A fertilizer startup is turning almond shells into something farmers want to use. Nitricity, a climate-tech startup, has secured $50 million in a Series B fundraising, attracting some high-profile backers to the round. With the proceeds, the company plans to scale its organic liquid nitrogen fertilizer, Ash Tea, made from recycled almond shells, air, water and renewable power. Co-led by Europe’s World Fund and existing backer Khosla Ventures, the round also extended to Chipotle’s Cultivate Next venture fund, King Philanthropies, Susquehanna Sustainable Investments, EIP and Fine Structure Ventures.
On the heels of the capital injection, Nitricity is now breaking ground on an innovative plant in Delhi, California, with output sold out through 2028 under binding offtake agreements. Proceeds from the round will also be directed toward a U.S. build-out and European expansion, including local sourcing of agricultural byproducts, such as wood and olive-oil waste, and additional R&D to extend into crops like corn and wheat.
Nitricity is disrupting sustainable agriculture with Ash Tea, its flagship liquid organic nitrogen fertilizer derived from a blend of recycled organic almond shells, air, water and renewable energy. The company says Ash Tea matches the cost of conventional commercial organic fertilizers while delivering better environmental benefits, including zero pathogens and no animal-derived ingredients, making it a cleaner, greener choice for growers. Farmers are seeing results, with field trials producing yield boosts of up to 30 percent alongside accelerated flourishing plants in the early season.
Nitricity Co-Founder and CEO Dr. Nicolas Pinkowski stated, “This is an inflection point for Nitricity. We’re scaling across the U.S. and we’re very excited to expand into Europe in a serious and assertive way. The European market for our organic fertilizer is even larger than in the U.S., and demand is only growing against a backdrop of European governments looking to boost resilience and create circular agriculture economies. We offer an exceptional organic, circular solution for the market.”
Set to come online in 2026, Nitricity’s innovative plant in Delhi, California marks the company’s jump to commercial scale, boosting output roughly a hundredfold to produce cost-competitive organic nitrogen. The entire initial capacity is committed under binding offtake agreements with local organic growers through 2028. Backed by Elemental Impact and Trellis Climate, the Merced County facility is expected to create roughly two-dozen jobs, with a groundbreaking held last month.
As the World Fund’s inaugural U.S. investment, the organization’s principal Dr. Nadine Geiser said, “The Haber-Bosch process typically sees around 60-70 percent of nitrogen applied to crops get lost. This cannot continue. Our calculations show Nitricity’s brilliant, price-competitive sustainable, organic alternative provides an <92 percent reduction in emissions on average. As the EU looks to meet sustainability and organic requirements, demand for Nitricity’s solution is only rising, and we are proud to be supporting Nicolas and the team as they scale into Europe and beyond.”

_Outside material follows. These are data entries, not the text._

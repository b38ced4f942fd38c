//! PostgreSQL dates, times and timestamps.
//!
//! These types mirror what the server sends in text format.  They are
//! deliberately loose: a month of 13 or a day of 40 is carried through
//! as-is, and it is left to the server to reject such values.

use rust_decimal::prelude::ToPrimitive;
use rust_decimal::Decimal;

use crate::value::ValueError;

#[cfg(feature = "chrono")]
mod naive;
mod format;
mod parse;

pub use parse::{Parsed, Style};

/// How many digits of fractional seconds we read and write.
pub const NANOSECOND_DIGITS: usize = 9;

const NANOS_PER_SECOND: i64 = 1_000_000_000;

#[derive(Debug, Default, Clone, Copy, PartialEq, Eq, Hash, PartialOrd, Ord)]
pub enum Era {
    Bc,
    #[default]
    Ad,
}

/// A date on the calendar, without any time of day.
#[derive(Debug, Clone, Copy, PartialEq, Eq, Hash)]
pub struct CalendarDate {
    pub era: Era,
    pub year: i32,
    pub month: u32,
    pub day: u32,
}

impl CalendarDate {
    /// A date in the common era.
    pub fn new(year: i32, month: u32, day: u32) -> Self {
        CalendarDate {
            era: Era::Ad,
            year,
            month,
            day,
        }
    }

    pub fn with_era(self, era: Era) -> Self {
        CalendarDate { era, ..self }
    }
}

/// A PostgreSQL `date`.
#[derive(Debug, Clone, Copy, PartialEq, Eq, Hash)]
pub enum PgDate {
    /// `-infinity`
    DistantPast,
    Date(CalendarDate),
    /// `infinity`
    DistantFuture,
}

impl PgDate {
    pub fn ymd(year: i32, month: u32, day: u32) -> Self {
        PgDate::Date(CalendarDate::new(year, month, day))
    }

    pub fn calendar_date(&self) -> Option<&CalendarDate> {
        match self {
            PgDate::Date(date) => Some(date),
            PgDate::DistantPast | PgDate::DistantFuture => None,
        }
    }
}

impl From<CalendarDate> for PgDate {
    fn from(date: CalendarDate) -> Self {
        PgDate::Date(date)
    }
}

/// A time zone offset from UTC.
///
/// The hours and minutes always agree in sign, so `-03:30` is
/// `-3` hours and `-30` minutes.
#[derive(Debug, Clone, Copy, PartialEq, Eq, Hash)]
pub struct Zone {
    hours: i32,
    minutes: i32,
}

impl Zone {
    pub const UTC: Zone = Zone {
        hours: 0,
        minutes: 0,
    };

    pub fn new(hours: i32, minutes: i32) -> Result<Self, ValueError> {
        let mixed_signs = (hours < 0 && minutes > 0) || (hours > 0 && minutes < 0);
        if mixed_signs || minutes.unsigned_abs() >= 60 {
            return Err(ValueError::InvalidTimeZone { hours, minutes });
        }
        Ok(Zone { hours, minutes })
    }

    /// Decode an offset packed into a single signed integer.
    ///
    /// The short form is the hours alone, `±hh`, up to twelve.
    /// The long form is `±hhmm`, from `15` to `1259`.  Anything
    /// in between is rejected, as is a minute part of 60 or more.
    ///
    /// ```
    /// # use sqlvalue::temporal::Zone;
    /// let zone = Zone::from_packed(-530).unwrap();
    /// assert_eq!((-5, -30), (zone.hours(), zone.minutes()));
    ///
    /// assert!(Zone::from_packed(13).is_err());
    /// ```
    pub fn from_packed(packed: i32) -> Result<Self, ValueError> {
        match packed.unsigned_abs() {
            0..=12 => Zone::new(packed, 0),
            magnitude @ 15..=1259 if magnitude % 100 < 60 => Zone::new(packed / 100, packed % 100),
            _ => Err(ValueError::InvalidTimeZoneOffset(packed)),
        }
    }

    pub fn hours(&self) -> i32 {
        self.hours
    }

    pub fn minutes(&self) -> i32 {
        self.minutes
    }

    /// The whole offset in minutes east of UTC.
    pub fn total_minutes(&self) -> i32 {
        self.hours * 60 + self.minutes
    }

    fn is_negative(&self) -> bool {
        self.hours < 0 || self.minutes < 0
    }
}

/// A PostgreSQL `time` or `timetz`.
#[derive(Debug, Clone, Copy, PartialEq, Eq, Hash)]
pub struct PgTime {
    pub hour: u32,
    pub minute: u32,
    pub second: Decimal,
    pub zone: Option<Zone>,
}

impl PgTime {
    pub fn from_hms(hour: u32, minute: u32, second: u32) -> Self {
        PgTime::from_hms_nano(hour, minute, second, 0)
    }

    pub fn from_hms_nano(hour: u32, minute: u32, second: u32, nanosecond: u32) -> Self {
        let scaled = i64::from(second) * NANOS_PER_SECOND + i64::from(nanosecond);
        PgTime {
            hour,
            minute,
            second: Decimal::new(scaled, NANOSECOND_DIGITS as u32),
            zone: None,
        }
    }

    pub fn with_zone(self, zone: Zone) -> Self {
        PgTime {
            zone: Some(zone),
            ..self
        }
    }

    pub fn whole_seconds(&self) -> u32 {
        self.second.trunc().to_u32().unwrap_or_default()
    }

    /// The fractional part of the seconds, truncated to nanoseconds.
    pub fn nanosecond(&self) -> u32 {
        (self.second.fract() * Decimal::from(NANOS_PER_SECOND))
            .trunc()
            .to_u32()
            .unwrap_or_default()
    }
}

/// A PostgreSQL `timestamp` or `timestamptz`.
#[derive(Debug, Clone, Copy, PartialEq, Eq, Hash)]
pub enum PgTimestamp {
    /// `-infinity`
    DistantPast,
    At(CalendarDate, PgTime),
    /// `infinity`
    DistantFuture,
}

impl PgTimestamp {
    /// Combine a date and a time.
    ///
    /// A sentinel date makes the whole timestamp that sentinel,
    /// and the time is dropped.
    pub fn new(date: PgDate, time: PgTime) -> Self {
        match date {
            PgDate::DistantPast => PgTimestamp::DistantPast,
            PgDate::Date(date) => PgTimestamp::At(date, time),
            PgDate::DistantFuture => PgTimestamp::DistantFuture,
        }
    }

    pub fn date(&self) -> PgDate {
        match self {
            PgTimestamp::DistantPast => PgDate::DistantPast,
            PgTimestamp::At(date, _) => PgDate::Date(*date),
            PgTimestamp::DistantFuture => PgDate::DistantFuture,
        }
    }

    pub fn time(&self) -> Option<&PgTime> {
        match self {
            PgTimestamp::At(_, time) => Some(time),
            PgTimestamp::DistantPast | PgTimestamp::DistantFuture => None,
        }
    }
}

#[cfg(test)]
mod test {
    use super::*;

    #[test]
    fn packed_offsets() {
        assert_eq!(Ok(Zone::new(5, 30).unwrap()), Zone::from_packed(530));
        assert_eq!(Ok(Zone::new(-5, -30).unwrap()), Zone::from_packed(-530));
        assert_eq!(Ok(Zone::new(12, 0).unwrap()), Zone::from_packed(12));
        assert_eq!(Ok(Zone::new(-12, 0).unwrap()), Zone::from_packed(-12));
        assert_eq!(Ok(Zone::UTC), Zone::from_packed(0));
        assert_eq!(Ok(Zone::new(0, 15).unwrap()), Zone::from_packed(15));
        assert_eq!(Ok(Zone::new(12, 59).unwrap()), Zone::from_packed(1259));
    }

    #[test]
    fn packed_offset_gap() {
        assert_eq!(Err(ValueError::InvalidTimeZoneOffset(13)), Zone::from_packed(13));
        assert_eq!(Err(ValueError::InvalidTimeZoneOffset(-14)), Zone::from_packed(-14));
        assert_eq!(Err(ValueError::InvalidTimeZoneOffset(1260)), Zone::from_packed(1260));
        assert_eq!(Err(ValueError::InvalidTimeZoneOffset(575)), Zone::from_packed(575));
    }

    #[test]
    fn zone_signs_must_agree() {
        assert!(Zone::new(-3, -30).is_ok());
        assert!(Zone::new(0, -30).is_ok());
        assert!(Zone::new(3, 0).is_ok());
        assert_eq!(
            Err(ValueError::InvalidTimeZone {
                hours: -3,
                minutes: 30
            }),
            Zone::new(-3, 30)
        );
        assert_eq!(-210, Zone::new(-3, -30).unwrap().total_minutes());
    }

    #[test]
    fn seconds_split() {
        let time = PgTime::from_hms_nano(10, 0, 7, 250_000_000);
        assert_eq!(Decimal::new(725, 2), time.second);
        assert_eq!(7, time.whole_seconds());
        assert_eq!(250_000_000, time.nanosecond());
    }

    #[test]
    fn sentinel_dates_absorb_time() {
        let time = PgTime::from_hms(1, 2, 3);
        assert_eq!(
            PgTimestamp::DistantPast,
            PgTimestamp::new(PgDate::DistantPast, time)
        );
        assert_eq!(
            PgTimestamp::DistantFuture,
            PgTimestamp::new(PgDate::DistantFuture, time)
        );
        let at = PgTimestamp::new(PgDate::ymd(2020, 1, 2), time);
        assert_eq!(PgDate::ymd(2020, 1, 2), at.date());
        assert_eq!(Some(&time), at.time());
    }
}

Chipotle President, Chief Strategy and Technology Officer Curt Garner commented, “Nitricity’s commitment to producing fertilizer that is optimized for farmers compliments Chipotle’s approach to Food with Integrity. Since our initial investment in 2023, we’ve seen continued innovation and believe the new facility and expanded team will enable Nitricity to scale their climate-smart technology and support growers globally.”
Rajesh Swaminathan, Partner at Khosla Ventures, said: “Fertilizer production hasn’t changed in over a century — it’s complex, expensive, and vulnerable to global supply shocks. Nitricity is taking a fundamentally different approach with a modular system that turns almond shells, air and water directly into organic fertilizer. Since investing in 2022, Nico and the team have made impressive progress, securing premium offtake agreements and preparing to break ground on a first-of-a-kind plant. This kind of innovation is what it takes to transform the global agriculture system.”
With the capital injection, Nitricity is moving from pilot to platform, scaling production across the U.S., planting a flag in Europe and growing its team with new hires. Near term, the company is adding capacity in the western U.S. to stay close to its core organic growers and push deeper into high-value fruit markets, while launching pilot and field trials in Europe.
Its playbook is to source regional agricultural byproducts, such as wood residues and waste from olive-oil processing, to power fertilizer production near the farms that use it. Fresh capital will also fund R&D to increase efficiency and extend beyond almonds and specialty crops into large acreage like corn and wheat.